Metrics in the Prometheus format were introduced in v2.4.0, and are available at the /metrics path from your AppRunner service endpoint. This path is only exposed if the ServerPassword CloudFormation parameter was set.

HTTP Basic Authentication is used to authenticate the request, with the username being admin and the password being the value of the ServerPassword CloudFormation parameter.

Currently, RunsOn exports the following metrics in Prometheus format:

  • runs_on_ec2_instances_total
  • runs_on_cloudtrail_events_total

Metrics are exported every minute.

An example scrapping configuration would be:

scrape_configs:
- job_name: "runs_on"
metrics_path: /metrics
scheme: https
basic_auth:
username: admin
password: YOUR_SERVER_PASSWORD
scrape_interval: 60s
static_configs:
- targets: ["APPRUNNER_ID.APPRUNNER_ZONE.awsapprunner.com"]

runs_on_ec2_instances_total

This metric publishes the number of EC2 instances launched by the current RunsOn installation, across various labels:

  • env: the RunsOn environment name (default: production).
  • version: the RunsOn version.
  • workflow_job_started: can be used to differentiate between runners that have successfully started (true) to process a job, and runners that are still in the process of starting (false).
  • repo_full_name: the full name of the repository, in the format owner/repo.
  • workflow_name: the name of the workflow. Only available once the workflow has started.
  • workflow_job_name: the name of the job being executed. Only available once the job has started.
  • runner_id: the ID of the runner (e.g. 2cpu-linux-x64, or my-custom-runner).
  • image_id: the ID of the AMI used to launch the instance (e.g. ubuntu22-full-x62, or my-custom-image).
  • az: the Availability Zone of the instance (e.g. us-east-1a).
  • instance_type: the type of the instance (e.g. m7i-flex.large).
  • instance_lifecycle: the lifecycle of the instance (spot or on-demand).
  • instance_state: the state of the instance (pending, running, shutting-down, terminated, stopping, stopped).

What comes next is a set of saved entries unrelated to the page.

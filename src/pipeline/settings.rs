use std::time::Duration;

use crate::browser::Locator;
use crate::config::AppConfig;
use crate::utils::error::{Result, ScoutError};

/// Parsed locators for every page element the pipeline touches.
#[derive(Debug, Clone, PartialEq, Eq)]
pub struct Selectors {
    pub consent_clicks: Vec<Locator>,
    pub search_box: Locator,
    pub listing_item: Locator,
    pub listing_title: Locator,
    pub listing_price: Locator,
    pub listing_link: Locator,
    pub detail_rating: Option<Locator>,
    pub detail_review_count: Option<Locator>,
    pub review_trigger: Locator,
    pub review_page_ready: Option<Locator>,
    pub review_item: Locator,
    pub review_rating: Locator,
    pub review_title: Locator,
    pub review_content: Locator,
    pub review_posted_by: Locator,
}

/// Per-stage wait budgets.
#[derive(Debug, Clone, Copy, PartialEq, Eq)]
pub struct StageBudgets {
    pub page_load: Duration,
    pub consent_click: Duration,
    pub search_box: Duration,
    pub listing: Duration,
    pub detail_fields: Duration,
    pub review_trigger: Duration,
    pub review_page_ready: Duration,
    pub review_items: Duration,
}

#[derive(Debug, Clone, Copy, PartialEq, Eq)]
pub struct WaitSettings {
    pub poll_interval: Duration,
    pub attempts: u32,
    pub retry_pause: Duration,
}

/// Everything one run needs, validated and converted from [`AppConfig`].
#[derive(Debug, Clone, PartialEq, Eq)]
pub struct PipelineSettings {
    pub site_url: String,
    pub search_term: String,
    pub selectors: Selectors,
    pub budgets: StageBudgets,
    pub wait: WaitSettings,
    pub max_items: usize,
    pub max_reviews: usize,
    pub workers: usize,
    pub run_deadline: Option<Duration>,
    pub grace_period: Duration,
}

fn locator(raw: &str) -> Result<Locator> {
    Locator::parse(raw).map_err(|_| ScoutError::InvalidSelector {
        selector: raw.to_string(),
    })
}

fn optional_locator(raw: Option<&String>) -> Result<Option<Locator>> {
    raw.map(|raw| locator(raw)).transpose()
}

impl PipelineSettings {
    pub fn from_config(config: &AppConfig) -> Result<Self> {
        let s = &config.selectors;
        let t = &config.timeouts;
        let ms = Duration::from_millis;

        let selectors = Selectors {
            consent_clicks: s
                .consent_clicks
                .iter()
                .map(|raw| locator(raw))
                .collect::<Result<Vec<_>>>()?,
            search_box: locator(&s.search_box)?,
            listing_item: locator(&s.listing_item)?,
            listing_title: locator(&s.listing_title)?,
            listing_price: locator(&s.listing_price)?,
            listing_link: locator(&s.listing_link)?,
            detail_rating: optional_locator(s.detail_rating.as_ref())?,
            detail_review_count: optional_locator(s.detail_review_count.as_ref())?,
            review_trigger: locator(&s.review_trigger)?,
            review_page_ready: optional_locator(s.review_page_ready.as_ref())?,
            review_item: locator(&s.review_item)?,
            review_rating: locator(&s.review_rating)?,
            review_title: locator(&s.review_title)?,
            review_content: locator(&s.review_content)?,
            review_posted_by: locator(&s.review_posted_by)?,
        };

        Ok(Self {
            site_url: config.site.url.clone(),
            search_term: config.site.search_term.clone(),
            selectors,
            budgets: StageBudgets {
                page_load: ms(t.page_load),
                consent_click: ms(t.consent_click),
                search_box: ms(t.search_box),
                listing: ms(t.listing),
                detail_fields: ms(t.detail_fields),
                review_trigger: ms(t.review_trigger),
                review_page_ready: ms(t.review_page_ready),
                review_items: ms(t.review_items),
            },
            wait: WaitSettings {
                poll_interval: ms(t.poll_interval),
                attempts: config.limits.wait_attempts.max(1),
                retry_pause: ms(config.limits.retry_pause_ms),
            },
            max_items: config.limits.max_items,
            max_reviews: config.limits.max_reviews,
            workers: config.limits.workers.max(1),
            run_deadline: t.run_deadline.map(ms),
            grace_period: ms(t.grace_period),
        })
    }
}
use std::time::{Duration, Instant};
use tracing::{debug, info, warn};

use crate::browser::{Locator, Session};
use crate::pipeline::waiter::{WaitOutcome, WaitSpec, Waiter};
use crate::utils::error::{DriverError, Result, ScoutError};

/// Page loads, best-effort clicks and search submission against one session.
#[derive(Debug, Clone, Copy)]
pub struct Navigator {
    waiter: Waiter,
    page_load: Duration,
}

impl Navigator {
    pub fn new(waiter: Waiter, page_load: Duration) -> Self {
        Self { waiter, page_load }
    }

    pub fn waiter(&self) -> &Waiter {
        &self.waiter
    }

    /// Navigate to `url`; fails if the page does not settle within the
    /// page-load budget.
    pub fn load(&self, session: &mut Session, url: &str) -> Result<()> {
        let started = Instant::now();
        let budget = self.waiter.deadline().clamp(self.page_load);

        session
            .driver_mut()
            .and_then(|driver| driver.navigate(url, budget))
            .map_err(|e| ScoutError::Navigation(e.to_string()))?;

        let title = session
            .driver()
            .and_then(|driver| driver.title())
            .unwrap_or_default();
        info!(
            stage = "load",
            url,
            title = %title,
            elapsed_ms = started.elapsed().as_millis() as u64,
            "Page loaded"
        );
        Ok(())
    }

    /// Click the first clickable match if one shows up within `timeout`.
    /// Absence or a failed click is logged and ignored.
    pub fn click_if_present(&self, session: &mut Session, locator: &Locator, timeout: Duration) -> bool {
        let outcome = match session.driver() {
            Ok(driver) => self.waiter.wait(driver, &WaitSpec::clickable(locator, timeout)),
            Err(e) => {
                warn!(stage = "click", selector = %locator, error = %e, "No driver for optional click");
                return false;
            }
        };

        let node = match outcome {
            WaitOutcome::Found(handles) => handles[0],
            WaitOutcome::TimedOut(signal) => {
                debug!(stage = "click", selector = %locator, signal = %signal, "Optional element not present");
                return false;
            }
        };

        match session.driver_mut().and_then(|driver| driver.click(&node)) {
            Ok(()) => {
                info!(stage = "click", selector = %locator, "Clicked optional element");
                true
            }
            Err(e) => {
                warn!(stage = "click", selector = %locator, error = %e, "Optional click failed");
                false
            }
        }
    }

    /// Wait for the search input, replace its contents with `term` and
    /// submit. Any failure here is fatal for the run.
    pub fn search_and_submit(
        &self,
        session: &mut Session,
        locator: &Locator,
        term: &str,
        timeout: Duration,
    ) -> Result<()> {
        let search_error = |reason: String| ScoutError::Search {
            selector: locator.to_string(),
            reason,
        };

        let driver = session.driver().map_err(|e| search_error(e.to_string()))?;
        let node = match self.waiter.wait(driver, &WaitSpec::present(locator, timeout)) {
            WaitOutcome::Found(handles) => handles[0],
            WaitOutcome::TimedOut(signal) => {
                return Err(search_error(format!("search box never appeared: {}", signal)));
            }
        };

        let submitted = session.driver_mut().and_then(|driver| {
            driver.clear_and_type(&node, term)?;
            driver.submit(&node)
        });
        submitted.map_err(|e: DriverError| search_error(e.to_string()))?;

        info!(stage = "search", selector = %locator, term, "Search submitted");
        Ok(())
    }
}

runs_on_cloudtrail_events_total

This metrics publishes the number of CloudTrail events for the following events (label event_name):

  • CreateFleet
  • RunInstances
  • BidEvictedEvent

Note that CloudTrail events can sometimes be delayed by up to 15 minutes, so you might not see the metrics you are expecting immediately after a change.

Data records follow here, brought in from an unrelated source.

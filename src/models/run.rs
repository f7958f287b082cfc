use chrono::{DateTime, Utc};
use serde::{Deserialize, Serialize};
use std::fmt;
use uuid::Uuid;

use crate::models::FieldValue;

/// Run-level pipeline state.
#[derive(Debug, Clone, Copy, Serialize, Deserialize, PartialEq, Eq)]
#[serde(rename_all = "snake_case")]
pub enum RunState {
    Init,
    SiteLoaded,
    Searched,
    ListingReady,
    Finalized,
    Aborted,
}

impl RunState {
    pub fn is_terminal(self) -> bool {
        matches!(self, RunState::Finalized | RunState::Aborted)
    }

    pub fn can_transition_to(self, next: RunState) -> bool {
        use RunState::*;
        match (self, next) {
            (Init, SiteLoaded) | (SiteLoaded, Searched) | (Searched, ListingReady) => true,
            (ListingReady, Finalized) => true,
            // Anything before the listing boundary may abort.
            (Init | SiteLoaded | Searched, Aborted) => true,
            _ => false,
        }
    }
}

impl fmt::Display for RunState {
    fn fmt(&self, f: &mut fmt::Formatter<'_>) -> fmt::Result {
        let name = match self {
            RunState::Init => "init",
            RunState::SiteLoaded => "site_loaded",
            RunState::Searched => "searched",
            RunState::ListingReady => "listing_ready",
            RunState::Finalized => "finalized",
            RunState::Aborted => "aborted",
        };
        f.write_str(name)
    }
}

/// Per-item drill-down state.
#[derive(Debug, Clone, Copy, PartialEq, Eq)]
pub enum ItemState {
    DetailOpen,
    ReviewsDone,
    Skipped,
}

#[derive(Debug, Clone, PartialEq, Eq)]
pub enum SkipReason {
    MissingLink,
    Navigation(String),
    SessionUnavailable(String),
    Deadline,
    WorkerFailed(String),
}

impl fmt::Display for SkipReason {
    fn fmt(&self, f: &mut fmt::Formatter<'_>) -> fmt::Result {
        match self {
            SkipReason::MissingLink => f.write_str("missing link"),
            SkipReason::Navigation(message) => write!(f, "navigation failed: {}", message),
            SkipReason::SessionUnavailable(message) => {
                write!(f, "session unavailable: {}", message)
            }
            SkipReason::Deadline => f.write_str("deadline"),
            SkipReason::WorkerFailed(message) => write!(f, "worker failed: {}", message),
        }
    }
}

#[derive(Debug, Clone, Serialize, Deserialize, PartialEq, Eq)]
#[serde(rename_all = "snake_case")]
pub enum ItemStatus {
    Extracted,
    Skipped,
}

#[derive(Debug, Clone, Serialize, Deserialize, PartialEq, Eq)]
#[serde(rename_all = "camelCase")]
pub struct ItemSummary {
    pub position: usize,
    pub title: FieldValue,
    pub link: FieldValue,
    pub status: ItemStatus,
    #[serde(default, skip_serializing_if = "Option::is_none")]
    pub reason: Option<String>,
    pub reviews: usize,
}

#[derive(Debug, Clone, Serialize, Deserialize, PartialEq, Eq)]
#[serde(rename_all = "camelCase")]
pub struct RunSummary {
    pub run_id: Uuid,
    pub started_at: DateTime<Utc>,
    pub finished_at: DateTime<Utc>,
    pub state: RunState,
    #[serde(default, skip_serializing_if = "Option::is_none")]
    pub abort_reason: Option<String>,
    pub found: usize,
    pub extracted: usize,
    pub skipped: usize,
    pub items: Vec<ItemSummary>,
}

impl RunSummary {
    pub fn is_success(&self) -> bool {
        self.state == RunState::Finalized
    }
}

#[cfg(test)]
mod tests {
    use super::*;

    #[test]
    fn test_forward_transitions() {
        assert!(RunState::Init.can_transition_to(RunState::SiteLoaded));
        assert!(RunState::SiteLoaded.can_transition_to(RunState::Searched));
        assert!(RunState::Searched.can_transition_to(RunState::ListingReady));
        assert!(RunState::ListingReady.can_transition_to(RunState::Finalized));
    }

    #[test]
    fn test_abort_only_before_listing() {
        assert!(RunState::Init.can_transition_to(RunState::Aborted));
        assert!(RunState::Searched.can_transition_to(RunState::Aborted));
        assert!(!RunState::ListingReady.can_transition_to(RunState::Aborted));
        assert!(!RunState::Finalized.can_transition_to(RunState::Aborted));
        assert!(!RunState::Init.can_transition_to(RunState::ListingReady));
    }

    #[test]
    fn test_run_state_serialization() {
        assert_eq!(
            serde_json::to_string(&RunState::ListingReady).unwrap(),
            "\"listing_ready\""
        );
        assert_eq!(RunState::Aborted.to_string(), "aborted");
        assert!(RunState::Aborted.is_terminal());
        assert!(!RunState::Searched.is_terminal());
    }

    #[test]
    fn test_skip_reason_display() {
        assert_eq!(SkipReason::MissingLink.to_string(), "missing link");
        assert_eq!(SkipReason::Deadline.to_string(), "deadline");
        assert_eq!(
            SkipReason::Navigation("404".to_string()).to_string(),
            "navigation failed: 404"
        );
    }
}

This is more useful for keeping an eye on event spikes, or unwanted events count, at a coarse granularity.

CloudWatch metrics

RunsOn publishes consumed minutes metrics to CloudWatch, across many dimensions. You can use these metrics to set up alarms and alerts. There are available in the RunsOn CloudWatch namespace.

Note that due to the limited aggregation capabilities of CloudWatch, you might find the Prometheus metrics more useful.